Mostly Biomathematics Lunchtime Seminar
Dendrite architecture determine mitochondrial localization patterns in vivo
Speaker: Erin Barnhart, Columbia University
Location: Warren Weaver Hall 1314
Date: Tuesday, October 25, 2022, 12:30 p.m.
Synopsis:
Neuronal function is inextricably linked to neuronal form: dendrite size limits the formation of synaptic connections to a particular receptive field; branching patterns affect dendritic integration of input signals; and axon thickness regulates action potential propagation. Our work suggests that HS neurons in the Drosophila visual system also maintain a dendritic architecture that allows reliable distribution of mitochondria through asymmetrically branched arbors. We present a model in which four simple scaling rules determine steady-state mitochondrial distribution patterns. The first two rules — scaling of mitochondrial transport with dendrite radius and proportional splitting of mitochondria at branch points — relate local mitochondrial motility rates to dendritic branch radii.

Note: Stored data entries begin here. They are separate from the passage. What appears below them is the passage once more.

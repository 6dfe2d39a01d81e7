//! Built-in geocoding providers.
//!
//! Each provider is a thin typed client over one public geocoding API.
//! ViaCEP is the odd one out: it maps a Brazilian postal code to a street
//! address and carries no coordinates, so it participates as a
//! query-expansion step rather than as a [`Geocoder`](super::Geocoder).

mod mapbox;
mod nominatim;
mod opencage;
mod viacep;

pub use mapbox::MapBox;
pub use nominatim::Nominatim;
pub use opencage::OpenCage;
pub use viacep::expand_postal_code;

/// Identifying user agent, required by Nominatim's usage policy and polite
/// everywhere else.
pub(crate) const USER_AGENT: &str = concat!("perto/", env!("CARGO_PKG_VERSION"));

The third and fourth rules — power law scaling of parent and daughter radii and scaling of trunk thickness with sister subtree size — are morphological rules that determine the architecture of the dendrite. There are many possible forms of these dendritic scaling rules, but only a subset of the rules we examined — scaling of parent-daughter radii at branch points according to Da Vinci's Rule for Trees and sister subtree scaling with trunk thickness proportional to subtree bushiness — predict realistic mitochondrial localization patterns in our model. Our experimental measurements demonstrate that HS dendrites do in fact obey these morphological scaling rules. Altogether, our work suggests that intracellular transport, and the need to distribute mitochondria throughout elaborately branched dendritic arbors, acts as an important constraint on dendrite morphology.